An incredible total return history.
Those returns trounced that of the TSX Composite.
There might be more value in the core iShares and Vanguard REIT ETFs as more investors turn their backs on the harder hit REITs. And be prepared, there may be more dividend cuts to come. You might get the opportunity (potentially) to buy at even lower prices.
That said, after a few other REITs cut their dividends the share prices went on to out perform the index. This table is courtesy of Mat Litalien of stocktrades.ca. The Absolute Return shows the out performance or under performance relative to the index – from the time of the dividend cut or reduction.
I really like that CI First Asset REIT and the BMO and Horizons offerings that offer the equal-weight option. Investors may also choose to hand select a few REITs. You make look for safety, or value, or combination of. You can also skim (buy) enough of those individual REITs to create your own lower fee “ETF”.
If you sign up with Questrade you will not pay any fees when you purchase ETFs.
If you don’t yet have an allocation to REITs this might be an attractive entry level as prices are still depressed.
You might also consider a Global REIT ETF.

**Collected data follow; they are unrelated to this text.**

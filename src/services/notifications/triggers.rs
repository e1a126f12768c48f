//! 写操作成功后生成的通知
//!
//! 通知是附带效果：失败只记日志，不影响原请求。

use chrono::NaiveDate;
use std::future::Future;
use std::sync::Arc;
use tracing::{debug, warn};

use crate::errors::{EduSystemError, Result};
use crate::models::admissions::entities::Admission;
use crate::models::attendance::entities::Attendance;
use crate::models::enrollments::entities::Enrollment;
use crate::models::exams::entities::Exam;
use crate::models::fees::entities::Fee;
use crate::models::grades::entities::Grade;
use crate::models::notifications::entities::NewNotification;
use crate::models::staff::entities::Staff;
use crate::storage::Storage;

const FEE: &str = "Fee";

async fn fire<F>(event: &str, action: F)
where
    F: Future<Output = Result<()>>,
{
    match action.await {
        Ok(()) => debug!("Notification trigger '{}' done", event),
        Err(e) => warn!("Notification trigger '{}' failed: {}", event, e),
    }
}

fn admission_notice(admission: &Admission, program_name: &str, created: bool) -> NewNotification {
    let (notif_type, title, verb) = if created {
        ("Admission", "Admission Created", "created")
    } else {
        ("Admission Update", "Admission Updated", "updated")
    };
    NewNotification::for_student(
        admission.student_id,
        notif_type,
        title,
        format!(
            "Your admission for {program_name} has been {verb} with status {}.",
            admission.status
        ),
    )
}

fn fee_notice(fee: &Fee, created: bool, today: NaiveDate) -> Option<NewNotification> {
    let amount = format!("{:.2}", fee.amount);
    if created && !fee.is_paid {
        Some(NewNotification::for_student(
            fee.student_id,
            FEE,
            "New Fee Assigned",
            format!("A new fee of {amount} is due on {}.", fee.due_date),
        ))
    } else if !created && fee.is_overdue_on(today) {
        Some(NewNotification::for_student(
            fee.student_id,
            FEE,
            "Fee Overdue",
            format!("Your fee of {amount} is overdue!"),
        ))
    } else if !created && fee.is_paid {
        Some(
            NewNotification::for_student(
                fee.student_id,
                FEE,
                "Fee Paid",
                format!("Your fee of {amount} has been paid."),
            )
            .resolved(),
        )
    } else {
        None
    }
}

fn staff_notice(staff: &Staff, department_name: Option<&str>, created: bool) -> NewNotification {
    if created {
        NewNotification::for_staff(
            staff.id,
            "Staff",
            "Welcome to Staff",
            format!(
                "Welcome {} to {}.",
                staff.full_name,
                department_name.unwrap_or("the institution")
            ),
        )
    } else {
        NewNotification::for_staff(
            staff.id,
            "Staff",
            "Staff Record Updated",
            "Your staff record has been updated.".to_string(),
        )
    }
}

pub(crate) async fn admission_saved(storage: &Arc<dyn Storage>, admission: &Admission, created: bool) {
    fire("admission", async {
        let program_name = storage
            .get_program_by_id(admission.program_id)
            .await?
            .map(|p| p.name)
            .unwrap_or_default();
        storage
            .create_notification(admission_notice(admission, &program_name, created))
            .await?;
        Ok::<_, EduSystemError>(())
    })
    .await
}

pub(crate) async fn enrollment_created(storage: &Arc<dyn Storage>, enrollment: &Enrollment) {
    fire("enrollment", async {
        let Some(course) = storage.get_course_by_id(enrollment.course_id).await? else {
            return Ok(());
        };
        storage
            .create_notification(NewNotification::for_student(
                enrollment.student_id,
                "Enrollment",
                "Course Enrollment Successful",
                format!(
                    "You have been enrolled in {} for Semester {} ({}).",
                    course.code, enrollment.semester, enrollment.year
                ),
            ))
            .await?;
        Ok::<_, EduSystemError>(())
    })
    .await
}

pub(crate) async fn fee_saved(storage: &Arc<dyn Storage>, fee: &Fee, created: bool, today: NaiveDate) {
    fire("fee", async {
        let Some(notice) = fee_notice(fee, created, today) else {
            return Ok(());
        };
        if notice.auto_resolved {
            // 缴费后关闭之前未读的费用提醒
            let resolved = storage
                .resolve_unread_notifications(fee.student_id, FEE)
                .await?;
            debug!("Resolved {} fee notifications for student {}", resolved, fee.student_id);
        }
        storage.create_notification(notice).await?;
        Ok::<_, EduSystemError>(())
    })
    .await
}

pub(crate) async fn exam_created(storage: &Arc<dyn Storage>, exam: &Exam) {
    fire("exam", async {
        let Some(course) = storage.get_course_by_id(exam.course_id).await? else {
            return Ok(());
        };
        let message = format!(
            "The {} exam for {} is scheduled on {}.",
            exam.exam_type, course.title, exam.date
        );
        for student_id in storage.list_student_ids_by_program(course.program_id).await? {
            storage
                .create_notification(NewNotification::for_student(
                    student_id,
                    "Exam",
                    "New Exam Scheduled",
                    message.clone(),
                ))
                .await?;
        }
        Ok::<_, EduSystemError>(())
    })
    .await
}

pub(crate) async fn attendance_created(storage: &Arc<dyn Storage>, attendance: &Attendance) {
    fire("attendance", async {
        let Some(course) = storage.get_course_by_id(attendance.course_id).await? else {
            return Ok(());
        };
        storage
            .create_notification(NewNotification::for_student(
                attendance.student_id,
                "Attendance",
                "Attendance Recorded",
                format!(
                    "Your attendance for {} on {} has been marked as {}.",
                    course.code, attendance.date, attendance.status
                ),
            ))
            .await?;
        Ok::<_, EduSystemError>(())
    })
    .await
}

pub(crate) async fn grade_created(storage: &Arc<dyn Storage>, grade: &Grade) {
    fire("grade", async {
        let Some(exam) = storage.get_exam_by_id(grade.exam_id).await? else {
            return Ok(());
        };
        let course_title = storage
            .get_course_by_id(exam.course_id)
            .await?
            .map(|c| c.title)
            .unwrap_or_default();
        storage
            .create_notification(NewNotification::for_student(
                grade.student_id,
                "Grade",
                &format!("{} Exam Results", exam.exam_type),
                format!(
                    "You scored {:.2} in {}.",
                    grade.obtained_marks, course_title
                ),
            ))
            .await?;
        Ok::<_, EduSystemError>(())
    })
    .await
}

pub(crate) async fn staff_saved(storage: &Arc<dyn Storage>, staff: &Staff, created: bool) {
    fire("staff", async {
        let department_name = match staff.department_id {
            Some(id) => storage.get_department_by_id(id).await?.map(|d| d.name),
            None => None,
        };
        storage
            .create_notification(staff_notice(staff, department_name.as_deref(), created))
            .await?;
        Ok::<_, EduSystemError>(())
    })
    .await
}

#[cfg(test)]
mod tests {
    use super::*;
    use crate::models::admissions::entities::AdmissionStatus;
    use crate::models::staff::entities::StaffType;

    fn day(y: i32, m: u32, d: u32) -> NaiveDate {
        NaiveDate::from_ymd_opt(y, m, d).unwrap()
    }

    fn fee(is_paid: bool, due_date: NaiveDate) -> Fee {
        Fee {
            id: 1,
            student_id: 7,
            amount: 1500.0,
            due_date,
            is_paid,
            payment_date: None,
            created_at: chrono::Utc::now(),
            updated_at: chrono::Utc::now(),
        }
    }

    #[test]
    fn test_fee_notices() {
        let today = day(2025, 10, 18);

        let created = fee_notice(&fee(false, day(2025, 11, 1)), true, today).unwrap();
        assert_eq!(created.title, "New Fee Assigned");
        assert_eq!(created.message, "A new fee of 1500.00 is due on 2025-11-01.");
        assert_eq!(created.recipient_student_id, Some(7));
        assert!(!created.read);

        let overdue = fee_notice(&fee(false, day(2025, 10, 1)), false, today).unwrap();
        assert_eq!(overdue.title, "Fee Overdue");
        assert_eq!(overdue.message, "Your fee of 1500.00 is overdue!");

        let paid = fee_notice(&fee(true, day(2025, 10, 1)), false, today).unwrap();
        assert_eq!(paid.title, "Fee Paid");
        assert!(paid.read && paid.auto_resolved);

        // 未到期的更新以及新建即已缴的费用都不发通知
        assert!(fee_notice(&fee(false, day(2025, 11, 1)), false, today).is_none());
        assert!(fee_notice(&fee(true, day(2025, 11, 1)), true, today).is_none());
    }

    #[test]
    fn test_admission_notice_wording() {
        let admission = Admission {
            id: 1,
            student_id: 3,
            program_id: 2,
            admission_date: day(2025, 9, 1),
            status: AdmissionStatus::Approved,
            created_at: chrono::Utc::now(),
            updated_at: chrono::Utc::now(),
        };
        let created = admission_notice(&admission, "Computer Science", true);
        assert_eq!(created.notif_type, "Admission");
        assert_eq!(
            created.message,
            "Your admission for Computer Science has been created with status Approved."
        );
        let updated = admission_notice(&admission, "Computer Science", false);
        assert_eq!(updated.notif_type, "Admission Update");
        assert_eq!(updated.title, "Admission Updated");
    }

    #[test]
    fn test_staff_notice_falls_back_to_institution() {
        let staff = Staff {
            id: 4,
            user_id: None,
            full_name: "Dr. Amina".to_string(),
            staff_type: StaffType::Teaching,
            designation_id: None,
            department_id: None,
            email: "amina@example.com".to_string(),
            phone: "0300".to_string(),
            date_joined: day(2025, 1, 1),
            is_active: true,
            created_at: chrono::Utc::now(),
            updated_at: chrono::Utc::now(),
        };
        let notice = staff_notice(&staff, None, true);
        assert_eq!(notice.message, "Welcome Dr. Amina to the institution.");
        assert_eq!(notice.recipient_staff_id, Some(4));
        assert_eq!(
            staff_notice(&staff, Some("Physics"), true).message,
            "Welcome Dr. Amina to Physics."
        );
        assert_eq!(staff_notice(&staff, None, false).title, "Staff Record Updated");
    }
}
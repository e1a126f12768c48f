use serde::{Deserialize, Serialize};

// 职务实体
#[derive(Debug, Clone, Serialize, Deserialize)]
pub struct Designation {
    pub id: i64,
    pub title: String,
    pub created_at: chrono::DateTime<chrono::Utc>,
    pub updated_at: chrono::DateTime<chrono::Utc>,
}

Final thoughts for RioCan.
When the REIT reported its most recent quarterly earnings, management said the company collected 93.4 per cent of its billed rent. It added that of all the retailers that had filed for bankruptcy protection, the confirmed closings represented just 0.9 per cent of RioCan’s total revenue.
But at the same time, management had also disclosed they created two categories of tenants across its portfolio, and 22 per cent of its net rent was characterized as “potentially vulnerable.” This group includes movie theatres, gyms and sit-down restaurants.